Any changes to this specification after February 15, 2000 will be noted here.

1. Introduction

This document describes the portion of the Dienst protocol that is used for basic interoperability within archives in the Open Archives initiative, as recommended in its Santa Fe Convention.  The goal of the Open Archives initiative is to provide the mechanisms for interoperability among distributed e-print archives.  The protocol described in this document allows harvesting of metadata for uniquely identified records in an archive.  The word document is purposely avoided and the notion of a record is purposely imprecise. Some archives may just provide access to metadata, others may also provide access to metadata and full content in some form, others may provide other services associated with the metadata and content such as access to the full content in various manifestations (formats) or structural decompositions (e.g., individual pages, chapters, and the like).

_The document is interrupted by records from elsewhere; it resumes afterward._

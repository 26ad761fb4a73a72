//! Output formatting utilities for CLI.

use conquest::game::TerritoryRow;
use conquest::odds::OddsReport;
use conquest::{Map, Mission};
use serde::Serialize;

/// JSON-serializable mission check.
#[derive(Debug, Serialize)]
pub(super) struct JsonMission {
    /// Mission kind (1-5).
    kind: u8,
    /// Mission text.
    description: &'static str,
    /// Whether the player has completed it.
    complete: bool,
}

/// JSON-serializable scenario check.
#[derive(Debug, Serialize)]
pub(super) struct JsonCheck<'a> {
    /// Player faction.
    player: &'a str,
    /// Mission fixed by the scenario, if any.
    assigned: Option<u8>,
    /// Map rows in order.
    territories: Vec<TerritoryRow<'a>>,
    /// Every mission evaluated for the player.
    missions: Vec<JsonMission>,
}

impl<'a> JsonCheck<'a> {
    /// Evaluate every mission for `player` on `map`.
    pub(super) fn new(map: &'a Map, player: &'a str, assigned: Option<Mission>) -> Self {
        Self {
            player,
            assigned: assigned.map(Mission::kind),
            territories: map.rows(),
            missions: Mission::ALL
                .iter()
                .map(|m| JsonMission {
                    kind: m.kind(),
                    description: m.description(),
                    complete: m.evaluate(map, player),
                })
                .collect(),
        }
    }
}

/// Format every mission's state as text.
pub(super) fn format_missions_text(map: &Map, player: &str, assigned: Option<Mission>) -> String {
    let mut output = format!("Missions for the {player} army:\n");
    for mission in Mission::ALL {
        let marker = if assigned == Some(mission) { '*' } else { ' ' };
        let state = if mission.evaluate(map, player) {
            "complete"
        } else {
            "open"
        };
        output.push_str(&format!(
            " {marker} {}. {:<52} {state}\n",
            mission.kind(),
            mission.description()
        ));
    }
    output
}

/// JSON-serializable odds estimate.
#[derive(Debug, Serialize)]
pub(super) struct JsonOdds {
    /// Attacker starting troops.
    attacker: u32,
    /// Defender starting troops.
    defender: u32,
    /// Base seed.
    seed: u64,
    /// Raw tallies.
    #[serde(flatten)]
    report: OddsReport,
    /// Conquest rate (0.0-1.0).
    conquest_rate: f64,
    /// Mean rounds per trial.
    mean_rounds: f64,
    /// Mean attacker troops left.
    mean_attacker_left: f64,
}

impl JsonOdds {
    /// Create from a report.
    pub(super) fn new(attacker: u32, defender: u32, seed: u64, report: OddsReport) -> Self {
        Self {
            attacker,
            defender,
            seed,
            report,
            conquest_rate: report.conquest_rate(),
            mean_rounds: report.mean_rounds(),
            mean_attacker_left: report.mean_attacker_left(),
        }
    }
}

/// Format an odds estimate as human-readable text.
pub(super) fn format_odds_text(attacker: u32, defender: u32, report: &OddsReport) -> String {
    let mut output = String::new();
    output.push_str(&format!(
        "Attack odds: {attacker} vs {defender} troops ({} trials)\n",
        report.trials
    ));
    output.push_str("========================================\n");
    output.push_str(&format!(
        "  Conquest rate: {:.1}% ({} conquests)\n",
        report.conquest_rate() * 100.0,
        report.conquests
    ));
    output.push_str(&format!("  Mean rounds: {:.2}\n", report.mean_rounds()));
    output.push_str(&format!(
        "  Mean attacker troops left: {:.2}\n",
        report.mean_attacker_left()
    ));
    output
}

#[cfg(test)]
mod tests {
    use super::*;
    use conquest::Territory;

    #[test]
    fn test_missions_text_marks_assigned() {
        let map = Map::from_territories(
            vec![Territory::new("A", "Red", 1), Territory::new("B", "Blue", 1)],
            2,
        )
        .unwrap();
        let text = format_missions_text(&map, "Red", Some(Mission::EliminateGreen));
        assert!(text.contains(" * 1."));
        assert!(text.lines().nth(1).unwrap().ends_with("complete"));
        assert!(text.lines().nth(3).unwrap().ends_with("open"));
    }

    #[test]
    fn test_check_json_shape() {
        let map = Map::from_territories(
            vec![Territory::new("A", "Red", 1), Territory::new("B", "Red", 1)],
            2,
        )
        .unwrap();
        let json = serde_json::to_value(JsonCheck::new(&map, "Red", None)).unwrap();
        assert_eq!(json["missions"][2]["complete"], true);
        assert_eq!(json["territories"][1]["position"], 2);
        assert!(json["assigned"].is_null());
    }
}
//! Cache of assembled documents, evicted under memory pressure.
//!
//! Entries are kept in recency order, where both inserting and reading an entry make it the
//! most recent one. There is no capacity: the cache only shrinks when [`DocumentCache::check`]
//! finds free memory below the target ratio, and then drops the oldest entries until their
//! estimated size covers the deficit.

use std::{fmt, sync::Arc};

use lru::LruCache;
use parking_lot::Mutex;
use sysinfo::{Pid, System};
use tracing::{debug, trace};

use crate::metrics::Metrics;

/// Default share of memory that should stay free.
pub const DEFAULT_TARGET_FREE_RATIO: f64 = 0.2;

/// Estimated bookkeeping cost of one entry on top of its text.
const ENTRY_OVERHEAD: u64 = 196;

/// A sample of memory usage.
///
/// `max` is the memory the process may use, `allocated` what it currently holds and
/// `free_of_allocated` the part of `allocated` that is reusable without growing.
#[derive(Debug, Clone, Copy, PartialEq, Eq)]
pub struct MemoryStatus {
    /// Upper bound of usable memory in bytes.
    pub max: u64,
    /// Bytes currently allocated.
    pub allocated: u64,
    /// Bytes of the allocation that are free.
    pub free_of_allocated: u64,
}

impl MemoryStatus {
    /// Bytes still available, inside and outside the current allocation.
    pub fn total_free(&self) -> u64 {
        self.max
            .saturating_sub(self.allocated)
            .saturating_add(self.free_of_allocated)
    }

    /// Free memory as a share of `max`.
    pub fn free_ratio(&self) -> f64 {
        if self.max == 0 {
            return 1.0;
        }
        self.total_free() as f64 / self.max as f64
    }

    /// Bytes that must be released to reach `target_ratio` free. Zero or negative when healthy.
    fn deficit(&self, target_ratio: f64) -> i128 {
        let required = (self.max as f64 * target_ratio) as i128;
        required - self.total_free() as i128
    }
}

/// Source of memory usage samples.
pub trait MemoryProbe: fmt::Debug + Send + Sync + 'static {
    /// Takes a fresh sample.
    fn sample(&self) -> MemoryStatus;
}

/// A [`MemoryProbe`] reading process and system memory through `sysinfo`.
///
/// With a memory limit the process resident size is measured against it. Without one, system
/// wide usage is measured against total system memory.
#[derive(derive_more::Debug)]
pub struct SystemMemoryProbe {
    #[debug("System")]
    system: Mutex<System>,
    pid: Option<Pid>,
    limit: Option<u64>,
}

impl SystemMemoryProbe {
    /// Creates a probe, optionally bounded to `limit` bytes for this process.
    pub fn new(limit: Option<u64>) -> Self {
        Self {
            system: Mutex::new(System::new()),
            pid: sysinfo::get_current_pid().ok(),
            limit,
        }
    }
}

impl MemoryProbe for SystemMemoryProbe {
    fn sample(&self) -> MemoryStatus {
        let mut system = self.system.lock();
        system.refresh_memory();
        match (self.limit, self.pid) {
            (Some(limit), Some(pid)) => {
                system.refresh_process(pid);
                let resident = system.process(pid).map(|p| p.memory()).unwrap_or_default();
                let available = system.available_memory();
                MemoryStatus {
                    max: limit,
                    // never report more headroom than the machine has left
                    allocated: resident.max(limit.saturating_sub(available)),
                    free_of_allocated: 0,
                }
            }
            _ => {
                let total = system.total_memory();
                MemoryStatus {
                    max: total,
                    allocated: total.saturating_sub(system.available_memory()),
                    free_of_allocated: 0,
                }
            }
        }
    }
}

/// Estimated memory held by one cache entry.
pub fn estimated_cost(curl: &str, document: &str) -> u64 {
    2 * (curl.len() as u64 + document.len() as u64) + ENTRY_OVERHEAD
}

/// Maps canonical curls to serialized documents.
#[derive(Debug)]
pub struct DocumentCache {
    entries: Mutex<LruCache<String, Arc<str>>>,
    probe: Arc<dyn MemoryProbe>,
    target_free_ratio: f64,
    metrics: Arc<Metrics>,
}

impl DocumentCache {
    /// Creates an empty cache.
    pub fn new(probe: Arc<dyn MemoryProbe>, target_free_ratio: f64, metrics: Arc<Metrics>) -> Self {
        Self {
            entries: Mutex::new(LruCache::unbounded()),
            probe,
            target_free_ratio,
            metrics,
        }
    }

    /// Returns the document for `curl` and makes it the most recent entry.
    pub fn get(&self, curl: &str) -> Option<Arc<str>> {
        let document = self.entries.lock().get(curl).cloned();
        match document {
            Some(document) => {
                self.metrics.cache_hits.inc();
                debug!("XML record '{curl}' retrieved from cache");
                Some(document)
            }
            None => {
                self.metrics.cache_misses.inc();
                None
            }
        }
    }

    /// Returns the document for `curl` without touching recency or hit counters.
    pub(crate) fn peek(&self, curl: &str) -> Option<Arc<str>> {
        self.entries.lock().peek(curl).cloned()
    }

    /// Runs an eviction check, then stores `document` as the most recent entry.
    pub fn put(&self, curl: impl Into<String>, document: impl Into<Arc<str>>) {
        let curl = curl.into();
        let mut entries = self.entries.lock();
        self.evict_locked(&mut entries);
        debug!("XML record '{curl}' put to cache");
        entries.put(curl, document.into());
    }

    /// Drops the entry for `curl`.
    pub fn remove(&self, curl: &str) -> bool {
        self.entries.lock().pop(curl).is_some()
    }

    /// Drops every entry.
    pub fn clear(&self) {
        self.entries.lock().clear();
    }

    /// Number of cached documents.
    pub fn len(&self) -> usize {
        self.entries.lock().len()
    }

    /// Whether the cache holds no documents.
    pub fn is_empty(&self) -> bool {
        self.entries.lock().is_empty()
    }

    /// Cached curls, oldest first.
    pub fn curls(&self) -> Vec<String> {
        self.entries
            .lock()
            .iter()
            .rev()
            .map(|(curl, _)| curl.clone())
            .collect()
    }

    /// Evicts the oldest entries if free memory is below the target ratio.
    ///
    /// Returns the number of evicted entries.
    pub fn check(&self) -> usize {
        let mut entries = self.entries.lock();
        self.evict_locked(&mut entries)
    }

    fn evict_locked(&self, entries: &mut LruCache<String, Arc<str>>) -> usize {
        let before = self.probe.sample();
        let deficit = before.deficit(self.target_free_ratio);
        if deficit <= 0 || entries.is_empty() {
            trace!("memory status: {:.1}% free", before.free_ratio() * 100.0);
            return 0;
        }

        debug!(
            "low memory: {:.1}% free, cleaning cache",
            before.free_ratio() * 100.0
        );
        let mut estimated: i128 = 0;
        let mut evicted = 0;
        while estimated < deficit {
            let Some((curl, document)) = entries.pop_lru() else {
                break;
            };
            estimated += estimated_cost(&curl, &document) as i128;
            evicted += 1;
            trace!("XML record '{curl}' removed from cache");
        }
        self.metrics.cache_evictions.inc_by(evicted as u64);

        let after = self.probe.sample();
        debug!(
            "free memory after cache cleanup: {:.1}% (measured {} bytes, estimated {estimated} bytes)",
            after.free_ratio() * 100.0,
            after.total_free() as i128 - before.total_free() as i128,
        );
        evicted
    }
}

The protocol described in this document is a subset of the full Dienst protocol, which provides for communications with services in a distributed digital library. When this subset of Dienst needs to be differentiated from the full Dienst protocol, it will be referred to as the Open Archives Dienst Subset for the remainder of this document. Readers will notice the use of the word Repository in the Dienst protocol requests.  This follows from the use of the term Repository in the broader Dienst system in lieu  of the term Archive

2. Protocol Features

2.1 Unique Identifiers

All archives participating in the Open Archives Initiative have a unique archive identifier.  This identifier is restricted to alphanumeric characters.  Registration of this identifier is part of the Open Archives registration process for data providers, described in Step 6 of the Santa Fe Convention of the Open Archives Initiative.  All records in an archive have a unique record identifier - unique within the scope of that archive.  These two identifiers - the unique archive identifier and the unique record identifier - can then be concatenated (separated by any printable non-alphanumeric character) to form a unique full identifier (referred to as a fullID in the protocol documentation).  For example, the unique archive identifier handlecorp can be combined with the unique record identifier 11223 and separated with the / (slash) character to form the full identifier handlecorp/11223.   The full identifier is then used and returned by Dienst requests.  

2.2 Partitions

The Dienst protocol defines the notion of a partition within an archive. A partition is an administrator-defined subset of the archive.  Each partition has a (one token) name and a (possibly) longer description.  Depending on the policy of an archive an individual record may exist in one or more partitions.  Note that there is, in general, no way to predict the partition in which a record appears from its full identifier, or even given full knowledge of the record.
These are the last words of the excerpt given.